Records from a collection
_ _ _ _ _
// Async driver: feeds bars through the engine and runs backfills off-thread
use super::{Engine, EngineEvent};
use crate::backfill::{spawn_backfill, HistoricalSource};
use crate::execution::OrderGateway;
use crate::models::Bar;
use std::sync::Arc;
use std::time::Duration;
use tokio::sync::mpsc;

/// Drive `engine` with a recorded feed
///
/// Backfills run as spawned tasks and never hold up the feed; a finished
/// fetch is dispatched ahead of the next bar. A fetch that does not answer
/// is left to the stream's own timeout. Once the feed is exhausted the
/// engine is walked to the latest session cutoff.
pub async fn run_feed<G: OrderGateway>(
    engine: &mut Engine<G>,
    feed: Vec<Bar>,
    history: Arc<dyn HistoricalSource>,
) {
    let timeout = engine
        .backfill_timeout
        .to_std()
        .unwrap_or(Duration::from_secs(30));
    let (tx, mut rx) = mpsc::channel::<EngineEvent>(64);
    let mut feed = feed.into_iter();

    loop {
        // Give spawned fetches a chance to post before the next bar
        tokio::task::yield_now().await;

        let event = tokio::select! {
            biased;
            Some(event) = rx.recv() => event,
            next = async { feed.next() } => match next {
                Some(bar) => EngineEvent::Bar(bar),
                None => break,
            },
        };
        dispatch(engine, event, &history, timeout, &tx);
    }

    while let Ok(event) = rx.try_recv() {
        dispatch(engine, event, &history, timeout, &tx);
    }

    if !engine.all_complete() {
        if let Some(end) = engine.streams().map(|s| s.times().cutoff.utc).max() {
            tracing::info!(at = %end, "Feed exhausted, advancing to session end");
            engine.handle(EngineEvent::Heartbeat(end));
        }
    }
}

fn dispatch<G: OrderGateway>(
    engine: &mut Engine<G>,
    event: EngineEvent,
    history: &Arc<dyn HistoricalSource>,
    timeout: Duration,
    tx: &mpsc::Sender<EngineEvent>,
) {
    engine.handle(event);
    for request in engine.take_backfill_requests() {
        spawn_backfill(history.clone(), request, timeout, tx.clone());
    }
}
_ _ _ _ _
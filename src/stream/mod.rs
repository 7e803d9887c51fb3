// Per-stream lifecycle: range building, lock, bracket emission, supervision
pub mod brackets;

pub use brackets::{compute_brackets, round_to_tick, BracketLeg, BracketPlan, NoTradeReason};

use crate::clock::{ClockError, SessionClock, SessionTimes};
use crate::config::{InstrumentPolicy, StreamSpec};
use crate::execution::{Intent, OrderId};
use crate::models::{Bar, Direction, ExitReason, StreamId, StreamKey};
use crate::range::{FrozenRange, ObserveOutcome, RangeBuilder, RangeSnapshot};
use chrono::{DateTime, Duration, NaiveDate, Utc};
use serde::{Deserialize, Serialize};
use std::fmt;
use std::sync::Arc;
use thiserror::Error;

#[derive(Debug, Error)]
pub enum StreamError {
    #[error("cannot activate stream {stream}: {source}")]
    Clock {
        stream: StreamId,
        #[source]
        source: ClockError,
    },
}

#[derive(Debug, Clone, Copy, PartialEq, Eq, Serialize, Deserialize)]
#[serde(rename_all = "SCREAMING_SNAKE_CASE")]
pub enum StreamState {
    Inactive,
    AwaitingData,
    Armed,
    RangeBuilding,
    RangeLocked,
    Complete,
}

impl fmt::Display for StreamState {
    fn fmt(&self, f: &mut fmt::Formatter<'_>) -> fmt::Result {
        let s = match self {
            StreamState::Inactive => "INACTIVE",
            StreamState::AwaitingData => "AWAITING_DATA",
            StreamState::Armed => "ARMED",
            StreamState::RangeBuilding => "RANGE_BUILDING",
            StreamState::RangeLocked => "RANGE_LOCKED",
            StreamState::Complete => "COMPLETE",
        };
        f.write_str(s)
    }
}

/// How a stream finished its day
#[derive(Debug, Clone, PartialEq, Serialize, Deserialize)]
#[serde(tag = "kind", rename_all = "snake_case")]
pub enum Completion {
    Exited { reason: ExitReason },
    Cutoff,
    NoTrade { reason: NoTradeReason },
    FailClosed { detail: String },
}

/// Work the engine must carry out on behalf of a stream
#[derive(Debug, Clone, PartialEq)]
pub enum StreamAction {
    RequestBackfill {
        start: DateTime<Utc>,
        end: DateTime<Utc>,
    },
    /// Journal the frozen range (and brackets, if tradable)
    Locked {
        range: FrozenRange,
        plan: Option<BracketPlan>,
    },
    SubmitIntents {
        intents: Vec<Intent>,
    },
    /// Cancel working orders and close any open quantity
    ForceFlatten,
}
_ _ _ _ _
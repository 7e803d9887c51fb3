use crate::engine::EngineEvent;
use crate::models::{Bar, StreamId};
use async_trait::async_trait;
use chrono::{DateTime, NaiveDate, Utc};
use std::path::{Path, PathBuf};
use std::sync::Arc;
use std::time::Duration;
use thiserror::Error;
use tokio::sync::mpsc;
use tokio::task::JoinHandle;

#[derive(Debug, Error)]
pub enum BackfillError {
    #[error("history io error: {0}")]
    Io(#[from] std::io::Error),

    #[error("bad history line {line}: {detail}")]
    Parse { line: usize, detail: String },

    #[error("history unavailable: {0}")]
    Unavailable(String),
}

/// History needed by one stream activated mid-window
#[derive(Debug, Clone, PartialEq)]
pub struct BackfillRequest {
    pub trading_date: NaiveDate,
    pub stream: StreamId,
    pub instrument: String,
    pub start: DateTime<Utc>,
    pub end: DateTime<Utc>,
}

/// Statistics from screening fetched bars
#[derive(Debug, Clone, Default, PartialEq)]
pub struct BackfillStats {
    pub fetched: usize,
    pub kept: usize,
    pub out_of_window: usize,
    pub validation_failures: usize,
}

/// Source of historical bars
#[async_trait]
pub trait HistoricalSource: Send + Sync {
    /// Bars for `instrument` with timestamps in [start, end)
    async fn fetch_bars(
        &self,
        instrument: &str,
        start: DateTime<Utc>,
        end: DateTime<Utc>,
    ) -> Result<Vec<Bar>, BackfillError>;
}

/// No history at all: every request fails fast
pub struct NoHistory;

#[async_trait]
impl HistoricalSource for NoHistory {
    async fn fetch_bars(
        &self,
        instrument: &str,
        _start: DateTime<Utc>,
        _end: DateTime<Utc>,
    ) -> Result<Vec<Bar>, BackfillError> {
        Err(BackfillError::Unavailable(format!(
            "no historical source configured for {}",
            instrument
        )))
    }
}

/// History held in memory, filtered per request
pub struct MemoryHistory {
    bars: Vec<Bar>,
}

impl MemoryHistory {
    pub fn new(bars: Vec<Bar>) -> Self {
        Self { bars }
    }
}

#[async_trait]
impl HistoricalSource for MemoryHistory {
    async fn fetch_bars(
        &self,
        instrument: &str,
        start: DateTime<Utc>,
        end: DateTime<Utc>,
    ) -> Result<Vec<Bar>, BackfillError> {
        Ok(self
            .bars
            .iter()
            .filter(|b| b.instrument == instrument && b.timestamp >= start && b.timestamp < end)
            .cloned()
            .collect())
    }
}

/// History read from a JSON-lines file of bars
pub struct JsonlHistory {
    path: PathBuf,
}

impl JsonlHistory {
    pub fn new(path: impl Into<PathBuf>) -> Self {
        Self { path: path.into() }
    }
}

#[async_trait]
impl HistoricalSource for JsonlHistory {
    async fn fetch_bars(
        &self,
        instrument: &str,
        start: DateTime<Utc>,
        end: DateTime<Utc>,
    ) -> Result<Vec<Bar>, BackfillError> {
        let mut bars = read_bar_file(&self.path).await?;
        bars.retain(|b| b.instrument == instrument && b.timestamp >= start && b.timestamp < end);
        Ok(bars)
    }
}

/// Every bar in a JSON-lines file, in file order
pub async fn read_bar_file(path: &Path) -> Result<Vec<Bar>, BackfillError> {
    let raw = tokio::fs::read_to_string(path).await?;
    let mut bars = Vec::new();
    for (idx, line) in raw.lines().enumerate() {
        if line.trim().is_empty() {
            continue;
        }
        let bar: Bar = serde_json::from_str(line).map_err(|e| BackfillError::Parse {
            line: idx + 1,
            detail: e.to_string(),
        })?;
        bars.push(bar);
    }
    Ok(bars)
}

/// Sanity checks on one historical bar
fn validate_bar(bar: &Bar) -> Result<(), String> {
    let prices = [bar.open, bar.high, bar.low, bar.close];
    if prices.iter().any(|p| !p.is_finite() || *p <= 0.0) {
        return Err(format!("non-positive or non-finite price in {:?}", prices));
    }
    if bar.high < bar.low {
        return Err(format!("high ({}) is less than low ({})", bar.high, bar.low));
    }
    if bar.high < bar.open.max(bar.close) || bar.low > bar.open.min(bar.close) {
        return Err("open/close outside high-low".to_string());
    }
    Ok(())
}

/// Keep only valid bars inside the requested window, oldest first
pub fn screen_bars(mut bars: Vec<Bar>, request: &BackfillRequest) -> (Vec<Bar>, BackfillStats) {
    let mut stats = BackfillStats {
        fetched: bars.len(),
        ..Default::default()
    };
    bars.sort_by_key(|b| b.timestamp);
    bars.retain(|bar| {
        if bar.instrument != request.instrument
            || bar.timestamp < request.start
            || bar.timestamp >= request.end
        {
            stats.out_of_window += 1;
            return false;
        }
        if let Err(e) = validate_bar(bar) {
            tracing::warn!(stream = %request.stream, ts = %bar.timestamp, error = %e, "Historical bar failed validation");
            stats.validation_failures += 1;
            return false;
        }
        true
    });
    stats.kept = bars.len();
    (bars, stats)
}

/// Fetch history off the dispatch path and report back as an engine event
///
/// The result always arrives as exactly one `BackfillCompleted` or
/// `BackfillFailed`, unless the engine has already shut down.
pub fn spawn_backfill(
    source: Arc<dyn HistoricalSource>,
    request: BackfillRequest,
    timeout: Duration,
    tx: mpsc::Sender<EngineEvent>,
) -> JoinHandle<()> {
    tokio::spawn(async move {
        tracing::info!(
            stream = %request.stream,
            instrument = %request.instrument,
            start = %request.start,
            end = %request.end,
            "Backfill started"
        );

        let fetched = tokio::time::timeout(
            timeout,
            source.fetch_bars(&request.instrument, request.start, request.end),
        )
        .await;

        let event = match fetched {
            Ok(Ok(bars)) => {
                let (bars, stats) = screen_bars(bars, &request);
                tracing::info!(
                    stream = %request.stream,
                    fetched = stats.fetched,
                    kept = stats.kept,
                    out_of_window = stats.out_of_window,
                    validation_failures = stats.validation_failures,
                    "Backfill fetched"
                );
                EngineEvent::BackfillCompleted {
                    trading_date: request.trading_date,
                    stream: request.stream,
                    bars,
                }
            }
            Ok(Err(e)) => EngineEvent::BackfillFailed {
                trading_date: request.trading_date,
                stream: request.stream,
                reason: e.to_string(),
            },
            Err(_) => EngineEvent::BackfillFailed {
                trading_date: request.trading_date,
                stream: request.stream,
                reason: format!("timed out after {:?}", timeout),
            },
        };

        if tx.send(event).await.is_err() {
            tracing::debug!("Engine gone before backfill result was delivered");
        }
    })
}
_ _ _ _ _
Please go over the data above and copy each line with "finished" in it.

/// Backfills run as spawned tasks and never hold up the feed; a finished
/// How a stream finished its day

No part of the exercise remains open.